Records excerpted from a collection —
▬▬▬

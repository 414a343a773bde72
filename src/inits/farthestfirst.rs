use crate::api::{DistanceFunction, KMeansState};
use crate::memory::*;
use rand::prelude::*;

#[inline(always)]
pub(crate) fn calculate<T, D>(samples: &Samples<T>, distance: &D, state: &mut KMeansState<T>, rnd: &mut dyn RngCore)
where
    T: Primitive,
    D: DistanceFunction<T>,
{
    {
        // Randomly select first centroid
        let first_idx = rnd.gen_range(0..samples.sample_cnt);
        state.push_centroid(samples.sample(first_idx));
    }
    while state.centroid_cnt() < state.k {
        // Distance of every sample to its nearest, already chosen centroid
        state.update_cluster_assignments(samples, distance);

        // first maximum wins
        let (farthest_idx, _) = state.centroid_distances.iter().cloned().enumerate()
            .fold((0, -T::one()), |best, (idx, dist)| if dist > best.1 { (idx, dist) } else { best });
        state.push_centroid(samples.sample(farthest_idx));
    }
}
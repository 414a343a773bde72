use crate::api::DistanceFunction;
use crate::error::{KMeansError, Result};
use crate::Primitive;

/// Plain (not squared) euclidean distance.
#[derive(Clone, Copy, Debug, Default)]
pub struct EuclideanDistance;

impl<T: Primitive> DistanceFunction<T> for EuclideanDistance {
    #[inline(always)]
    fn distance(&self, a: &[T], b: &[T]) -> T {
        a.iter().cloned()
            .zip(b.iter().cloned())
            .map(|(av, bv)| av - bv)
            .map(|v| v * v)
            .sum::<T>()
            .sqrt()
    }
}

/// Euclidean distance between two points of equal dimensionality.
///
/// ## Errors
/// [`KMeansError::DimensionMismatch`] if **a** and **b** differ in length.
pub fn euclidean_distance<T: Primitive>(a: &[T], b: &[T]) -> Result<T> {
    if a.len() != b.len() {
        return Err(KMeansError::DimensionMismatch { expected: a.len(), actual: b.len() });
    }
    Ok(EuclideanDistance.distance(a, b))
}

▬▬▬

Work request — For this exercise, copy every line of the data that holds "KMeansError".

Worked solution —
use crate::error::{KMeansError, Result};
/// [`KMeansError::DimensionMismatch`] if **a** and **b** differ in length.
        return Err(KMeansError::DimensionMismatch { expected: a.len(), actual: b.len() });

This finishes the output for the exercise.